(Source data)
##########
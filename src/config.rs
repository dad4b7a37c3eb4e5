//! Tunable limits for the sampling loops.

/// Default cap on candidate proposals per exact draw.
pub const DEFAULT_MAX_PROPOSALS: usize = 1000;
/// Default cap on alternating-series terms evaluated per candidate.
pub const DEFAULT_MAX_SERIES_TERMS: usize = 500;
/// Default bound on the variance share of the terms the gamma convolution leaves out.
pub const DEFAULT_GAMMA_TOLERANCE: f64 = 1e-6;
/// Default cap on terms in the gamma convolution.
pub const DEFAULT_GAMMA_MAX_TERMS: usize = 1000;

/// Safety caps and truncation settings shared by the samplers.
///
/// The exact samplers (Devroye, alternate) run rejection loops whose length is random. With
/// sane parameters they accept after one or two proposals and a handful of series terms, so
/// the defaults are never reached. When a cap is hit the draw is redone with a sampler that
/// always terminates, and a `tracing` warning is emitted.
///
/// # Example
/// ```
/// use polyagamma::{Method, PolyaGamma, SamplerConfig};
///
/// let config = SamplerConfig::default()
///     .with_max_proposals(50)
///     .with_gamma_tolerance(1e-8);
/// let pg = PolyaGamma::new(2.0)?
///     .with_method(Method::Devroye)
///     .with_config(config);
/// assert_eq!(pg.config().max_proposals, 50);
/// # Ok::<(), polyagamma::PgError>(())
/// ```
#[derive(Debug, Clone, Copy, PartialEq)]
pub struct SamplerConfig {
    /// Candidates drawn by one exact draw before giving up.
    pub max_proposals: usize,
    /// Series terms evaluated for one candidate before giving up.
    pub max_series_terms: usize,
    /// Largest share of the total variance the gamma convolution may drop.
    pub gamma_tolerance: f64,
    /// Hard cap on the number of gamma terms.
    pub gamma_max_terms: usize,
}

impl Default for SamplerConfig {
    fn default() -> Self {
        Self {
            max_proposals: DEFAULT_MAX_PROPOSALS,
            max_series_terms: DEFAULT_MAX_SERIES_TERMS,
            gamma_tolerance: DEFAULT_GAMMA_TOLERANCE,
            gamma_max_terms: DEFAULT_GAMMA_MAX_TERMS,
        }
    }
}

impl SamplerConfig {
    pub fn with_max_proposals(mut self, max_proposals: usize) -> Self {
        self.max_proposals = max_proposals;
        self
    }

    pub fn with_max_series_terms(mut self, max_series_terms: usize) -> Self {
        self.max_series_terms = max_series_terms;
        self
    }

    /// A non-positive tolerance makes the convolution run to `gamma_max_terms`.
    pub fn with_gamma_tolerance(mut self, gamma_tolerance: f64) -> Self {
        self.gamma_tolerance = gamma_tolerance;
        self
    }

    /// A cap of zero is treated as one.
    pub fn with_gamma_max_terms(mut self, gamma_max_terms: usize) -> Self {
        self.gamma_max_terms = gamma_max_terms;
        self
    }
}
use criterion::{Criterion, criterion_group, criterion_main};
use polyagamma::{Method, PolyaGamma};
use rand::SeedableRng;
use rand_chacha::ChaCha8Rng;
use std::time::Duration;

// Draws per timed iteration
const NS: [usize; 1] = [10000];
const HS: [f64; 4] = [0.5, 1.0, 5.0, 10.0];
const ZS: [f64; 4] = [0.0, 0.5, 1.0, 2.0];

fn bench_polya_gamma(cr: &mut Criterion) {
    let mut rng = ChaCha8Rng::seed_from_u64(42);

    for method in [Method::Hybrid, Method::Gamma] {
        let mut pg = PolyaGamma::new(1.0).unwrap().with_method(method);
        for &h in &HS {
            pg.set_shape(h).unwrap();
            for &n in &NS {
                for &z in &ZS {
                    let bench_name = format!("draw_{method}_n{n}_h{h:.1}_z{z:.1}");
                    cr.bench_function(&bench_name, |bench| {
                        bench.iter(|| {
                            for _ in 0..n {
                                pg.draw(&mut rng, z).unwrap();
                            }
                        });
                    });
                }
            }
        }
    }
}

#[cfg(feature = "rayon")]
fn bench_polya_gamma_par(cr: &mut Criterion) {
    let mut pg = PolyaGamma::new(1.0).unwrap();

    for &h in &HS {
        pg.set_shape(h).unwrap();
        for &n in &NS {
            for &z in &ZS {
                let bench_name = format!("draw_par_n{n}_h{h:.1}_z{z:.1}");
                let tilts = vec![z; n];
                cr.bench_function(&bench_name, |bench| {
                    bench.iter(|| pg.draw_vec_par(&tilts).unwrap());
                });
            }
        }
    }
}

criterion_group!(
    name = benches;
    config = Criterion::default()
        .warm_up_time(Duration::from_secs(1))
        .measurement_time(Duration::from_secs(5))
        .sample_size(10);
    targets = bench_polya_gamma
);

// Only include parallel benchmarks if rayon feature is enabled
#[cfg(feature = "rayon")]
criterion_group!(
    name = parallel_benches;
    config = Criterion::default()
        .warm_up_time(Duration::from_secs(1))
        .measurement_time(Duration::from_secs(5))
        .sample_size(10);
    targets = bench_polya_gamma_par
);

#[cfg(not(feature = "rayon"))]
criterion_main!(benches);

#[cfg(feature = "rayon")]
criterion_main!(benches, parallel_benches);
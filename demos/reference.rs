use polyagamma::{Method, PolyaGamma};
use rand::SeedableRng;
use rand::rngs::StdRng;
use std::fmt::Write as WriteTrait;
use std::io::{BufWriter, Write};
use std::path::PathBuf;
use std::time::Instant;
use tracing::{info, warn};
use tracing_subscriber::EnvFilter;

/// Draws `--n` Polya-Gamma samples for each of the positional command line arguments
/// (interpreted as `z` values) and writes them to a single CSV file with one column per
/// `z`. The header row holds column names like "z=0.5".
///
/// Usage: `cargo run --release --example reference -- [z1 z2 ...] [--h <f64>]
/// [--method <gamma|devroye|alternate|saddle|hybrid>] [--seed <u64>] [--n <usize>]
/// [--out <path>]`
///
/// If no `z` values are given, defaults to `[0.5, 1.0, 2.0, 3.2, 5.0]`. The CSV goes to
/// `target/pg_samples.csv` unless `--out` is given. Set `RUST_LOG=debug` to see which
/// sampler substitutions happen.
fn main() -> Result<(), Box<dyn std::error::Error>> {
    tracing_subscriber::fmt()
        .with_env_filter(EnvFilter::try_from_default_env().unwrap_or_else(|_| "info".into()))
        .init();

    let mut h = 1.0;
    let mut method = Method::Hybrid;
    let mut seed: u64 = 0;
    let mut n: usize = 1_000_000;
    let mut out_path = PathBuf::from(env!("CARGO_MANIFEST_DIR")).join("target/pg_samples.csv");
    let mut zs = Vec::new();

    let mut args = std::env::args().skip(1);
    while let Some(arg) = args.next() {
        let flag = arg.trim().to_ascii_lowercase();
        match flag.as_str() {
            "--seed" | "--h" | "--method" | "--n" | "--out" => {
                let Some(val) = args.next() else {
                    warn!("{flag} given but no value, keeping the default");
                    continue;
                };
                match flag.as_str() {
                    "--seed" => seed = val.parse()?,
                    "--h" => h = val.parse()?,
                    "--method" => method = val.parse()?,
                    "--n" => n = val.parse()?,
                    _ => out_path = PathBuf::from(val),
                }
            }
            "" => {}
            _ => match flag.parse::<f64>() {
                Ok(z) => zs.push(z),
                Err(_) => warn!("could not parse '{arg}' as f64, skipping"),
            },
        }
    }

    if zs.is_empty() {
        zs = vec![0.5, 1.0, 2.0, 3.2, 5.0];
        info!("using default z values: {zs:.1?}");
    }

    // Time only the sample generation
    let sample_start = Instant::now();
    let mut rng = StdRng::seed_from_u64(seed);
    let pg = PolyaGamma::new(h)?.with_method(method);
    let mut all_samples: Vec<Vec<f64>> = Vec::with_capacity(zs.len());
    for &z in &zs {
        let mut out = vec![0.0; n];
        pg.fill_par_deterministic(&mut rng, z, &mut out)?;
        all_samples.push(out);
    }
    info!(
        h,
        %method,
        seconds = sample_start.elapsed().as_secs_f64(),
        "cumulative sample generation time"
    );

    // Write everything into a single CSV file with columns = z values
    if let Some(dir) = out_path.parent() {
        std::fs::create_dir_all(dir)?;
    }
    let mut f = BufWriter::new(std::fs::File::create(&out_path)?);

    let mut header = String::with_capacity(zs.len() * 8);
    for (i, &z) in zs.iter().enumerate() {
        if i > 0 {
            header.push(',');
        }
        write!(header, "z={z:.1}")?;
    }
    writeln!(f, "{header}")?;

    let mut row_buf = String::with_capacity(all_samples.len() * 8);
    for row in 0..n {
        row_buf.clear();
        for (col, sample) in all_samples.iter().enumerate() {
            if col > 0 {
                row_buf.push(',');
            }
            write!(row_buf, "{}", sample[row])?;
        }
        writeln!(f, "{row_buf}")?;
    }
    f.flush()?;
    info!(path = %out_path.display(), rows = n, "wrote samples");
    Ok(())
}
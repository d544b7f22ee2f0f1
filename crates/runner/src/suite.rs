//! Suites and their registered cases
//!
//! A [`Suite`] is built exactly once by [`Suite::describe`], is immutable
//! from that point on, and is consumed by execution. The registration
//! closure receives the fluent [`Description`] builder; configuration
//! errors propagate out of it with `?` and abort construction before
//! anything runs.

use crate::description::Description;
use crate::scheduler::Scheduler;
use once_cell::sync::Lazy;
use specdrive_core::{Expect, ParamTuple, Result, SuiteResult};

/// Case body: receives the expectation context, parameters pre-bound by
/// expansion
pub(crate) type CaseBody = Box<dyn Fn(&Expect) + Send + Sync>;

/// Lifecycle hook block
pub(crate) type HookFn = Box<dyn Fn() + Send + Sync>;

/// The four lifecycle hook slots of one suite
pub(crate) struct LifecycleHooks {
    /// Runs once before any case; at most one
    pub(crate) initialize: Option<HookFn>,
    /// Run before every case, in registration order
    pub(crate) setups: Vec<HookFn>,
    /// Run after every case, in registration order
    pub(crate) teardowns: Vec<HookFn>,
    /// Runs once after all cases; at most one
    pub(crate) complete: Option<HookFn>,
}

impl LifecycleHooks {
    pub(crate) fn new() -> Self {
        LifecycleHooks {
            initialize: None,
            setups: Vec::new(),
            teardowns: Vec::new(),
            complete: None,
        }
    }
}

/// One executable unit of behavior verification
///
/// For data-driven declarations, every expanded tuple yields its own case
/// with the parameter values bound into the body and rendered into the
/// description.
pub struct SpecificationCase {
    pub(crate) description: String,
    pub(crate) params: ParamTuple,
    pub(crate) body: CaseBody,
}

impl SpecificationCase {
    /// The case's rendered description
    pub fn description(&self) -> &str {
        &self.description
    }

    /// Rendered parameter values, empty for non-data-driven cases
    pub fn params(&self) -> &ParamTuple {
        &self.params
    }
}

/// A named group of specification cases sharing lifecycle hooks
pub struct Suite {
    pub(crate) name: String,
    pub(crate) cases: Vec<SpecificationCase>,
    pub(crate) hooks: LifecycleHooks,
}

impl Suite {
    /// Build a suite by running a registration closure against a fresh
    /// [`Description`]
    ///
    /// ```
    /// use specdrive_runner::Suite;
    ///
    /// let suite = Suite::describe("a calculator", |it| {
    ///     it.should("add small numbers", |expect| {
    ///         expect.that(1 + 2).is_equal_to(3);
    ///     });
    ///     Ok(())
    /// })
    /// .unwrap();
    /// assert_eq!(suite.len(), 1);
    /// ```
    pub fn describe(
        name: impl Into<String>,
        registration: impl FnOnce(&mut Description) -> Result<()>,
    ) -> Result<Suite> {
        let mut description = Description::new();
        registration(&mut description)?;
        let (cases, hooks) = description.into_parts();
        Ok(Suite {
            name: name.into(),
            cases,
            hooks,
        })
    }

    /// The suite's human-readable name
    pub fn name(&self) -> &str {
        &self.name
    }

    /// The expanded cases, in registration/expansion order
    pub fn cases(&self) -> &[SpecificationCase] {
        &self.cases
    }

    /// Number of expanded cases
    pub fn len(&self) -> usize {
        self.cases.len()
    }

    /// True when no case was registered
    pub fn is_empty(&self) -> bool {
        self.cases.is_empty()
    }

    /// Execute this suite on the shared default scheduler
    ///
    /// Consumes the suite; no suite is ever re-executed.
    pub fn run(self) -> SuiteResult {
        static DEFAULT_SCHEDULER: Lazy<Scheduler> = Lazy::new(Scheduler::default);
        DEFAULT_SCHEDULER.run(self)
    }
}
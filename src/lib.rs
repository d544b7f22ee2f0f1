//! Specdrive - specification-execution engine
//!
//! Specdrive registers human-readable behavioral specifications, expands
//! data-driven variants, runs every case through a managed lifecycle
//! (initialize once, setup each, body, teardown each, complete once), and
//! collects pass/fail/error outcomes concurrently without losing or
//! duplicating any of them.
//!
//! # Quick Start
//!
//! ```
//! use specdrive::{Scheduler, Suite};
//!
//! let suite = Suite::describe("a calculator", |it| {
//!     it.should("add small numbers", |expect| {
//!         expect.that(1 + 2).is_equal_to(3);
//!     });
//!
//!     it.uses_two(vec![1, 2, 3], vec![2, 4, 6])?
//!         .to_show("doubles {} into {}", |expect, n, doubled| {
//!             expect.that(*n * 2).is_equal_to(*doubled);
//!         });
//!     Ok(())
//! })?;
//!
//! let result = Scheduler::default().run(suite);
//! assert_eq!(result.passed(), 4);
//! assert!(result.is_success());
//! # Ok::<(), specdrive::SpecError>(())
//! ```
//!
//! # Architecture
//!
//! Registration happens through the fluent [`Description`] builder inside
//! [`Suite::describe`]; execution happens on a [`Scheduler`] that runs
//! independent cases (and independent suites) concurrently while keeping
//! the delivered [`SuiteResult`] in registration order. External reporters
//! consume the `SuiteResult`; rendering is out of scope here.

// Re-export the public API from specdrive-runner
pub use specdrive_runner::*;
//! The immutable result model
//!
//! Every executed suite produces exactly one [`SuiteResult`]: an ordered
//! sequence of per-case outcomes plus the lifecycle-hook failures recorded
//! separately from any case. External reporters consume these records;
//! everything here is serde-serializable so a reporter can render or ship
//! them however it likes.
//!
//! A hook failure is not a case failure. A faulting teardown or completer is
//! attached to the suite, never attributed to an individual case, and never
//! alters an already-recorded case outcome.

use chrono::{DateTime, Utc};
use serde::{Deserialize, Serialize};
use smallvec::SmallVec;
use std::fmt;
use std::time::Duration;

/// Rendered parameter values for one expanded case, at most three positions
pub type ParamTuple = SmallVec<[String; 3]>;

/// The lifecycle slot a hook was registered in
#[derive(Debug, Clone, Copy, PartialEq, Eq, Hash, Serialize, Deserialize)]
pub enum HookKind {
    /// Runs once before any case in the suite
    Initialize,
    /// Runs before every case, in registration order
    Setup,
    /// Runs after every case, in registration order
    TearDown,
    /// Runs once after all cases, regardless of their outcomes
    Complete,
}

impl fmt::Display for HookKind {
    fn fmt(&self, f: &mut fmt::Formatter<'_>) -> fmt::Result {
        let name = match self {
            HookKind::Initialize => "initialize",
            HookKind::Setup => "setup",
            HookKind::TearDown => "teardown",
            HookKind::Complete => "complete",
        };
        write!(f, "{}", name)
    }
}

/// Outcome of one executed case
#[derive(Debug, Clone, PartialEq, Eq, Serialize, Deserialize)]
pub enum CaseOutcome {
    /// The case body ran to completion with every expectation satisfied
    Passed,
    /// An expectation raised by the case body did not hold
    Failed {
        /// Human-readable description of the unmet expectation
        cause: String,
    },
    /// An unexpected fault occurred in setup or in the case body
    Errored {
        /// Human-readable description of the fault
        cause: String,
    },
}

impl CaseOutcome {
    /// True when the case passed
    pub fn is_passed(&self) -> bool {
        matches!(self, CaseOutcome::Passed)
    }

    /// True when an expectation did not hold
    pub fn is_failed(&self) -> bool {
        matches!(self, CaseOutcome::Failed { .. })
    }

    /// True when setup or the body raised an unexpected fault
    pub fn is_errored(&self) -> bool {
        matches!(self, CaseOutcome::Errored { .. })
    }
}

/// Result record for one executed (or skipped) case
#[derive(Debug, Clone, PartialEq, Eq, Serialize, Deserialize)]
pub struct CaseResult {
    /// The case's rendered description
    pub description: String,
    /// Rendered parameter tuple, empty for non-data-driven cases
    pub params: ParamTuple,
    /// What happened
    pub outcome: CaseOutcome,
    /// Wall-clock time spent in setup, body, and teardown
    pub duration: Duration,
}

/// A lifecycle-hook fault, recorded on the suite rather than on any case
#[derive(Debug, Clone, PartialEq, Eq, Serialize, Deserialize)]
pub struct HookFailure {
    /// Which hook slot faulted
    pub kind: HookKind,
    /// Description of the case the hook decorated, for per-case hooks
    pub case: Option<String>,
    /// Human-readable description of the fault
    pub cause: String,
}

/// Immutable aggregate result for one executed suite
///
/// Case order matches registration/expansion order, independent of the order
/// in which concurrent execution actually completed the cases.
#[derive(Debug, Clone, Serialize, Deserialize)]
pub struct SuiteResult {
    /// The suite's human-readable name
    pub name: String,
    /// One record per expanded case, in registration/expansion order
    pub cases: Vec<CaseResult>,
    /// Faults raised by initialize/setup/teardown/complete hooks
    pub hook_failures: Vec<HookFailure>,
    /// When the suite's terminal hook finished
    pub finished_at: DateTime<Utc>,
}

impl SuiteResult {
    /// Number of cases that passed
    pub fn passed(&self) -> usize {
        self.cases.iter().filter(|c| c.outcome.is_passed()).count()
    }

    /// Number of cases with an unmet expectation
    pub fn failed(&self) -> usize {
        self.cases.iter().filter(|c| c.outcome.is_failed()).count()
    }

    /// Number of cases that raised an unexpected fault
    pub fn errored(&self) -> usize {
        self.cases.iter().filter(|c| c.outcome.is_errored()).count()
    }

    /// True when every case passed and no hook faulted
    pub fn is_success(&self) -> bool {
        self.hook_failures.is_empty() && self.cases.iter().all(|c| c.outcome.is_passed())
    }
}
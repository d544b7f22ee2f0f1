//! Core types for specdrive
//!
//! This crate defines the foundational types used throughout the system:
//! - SpecError: configuration error taxonomy
//! - CaseOutcome / CaseResult / SuiteResult: the immutable result model
//! - HookKind / HookFailure: lifecycle-hook failure records
//! - Expect: the expectation capability handed to case bodies

#![warn(missing_docs)]
#![warn(clippy::all)]

pub mod error;
pub mod expectation;
pub mod outcome;

pub use error::{Result, SpecError};
pub use expectation::{Actual, Expect, ExpectationFailed};
pub use outcome::{CaseOutcome, CaseResult, HookFailure, HookKind, ParamTuple, SuiteResult};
##########
● **What the exercise asks**
Every line that holds the string "samplers" must be copied from the records above.

● **Response**
/// Safety caps and truncation settings shared by the samplers.
/// The exact samplers (Devroye, alternate) run rejection loops whose length is random. With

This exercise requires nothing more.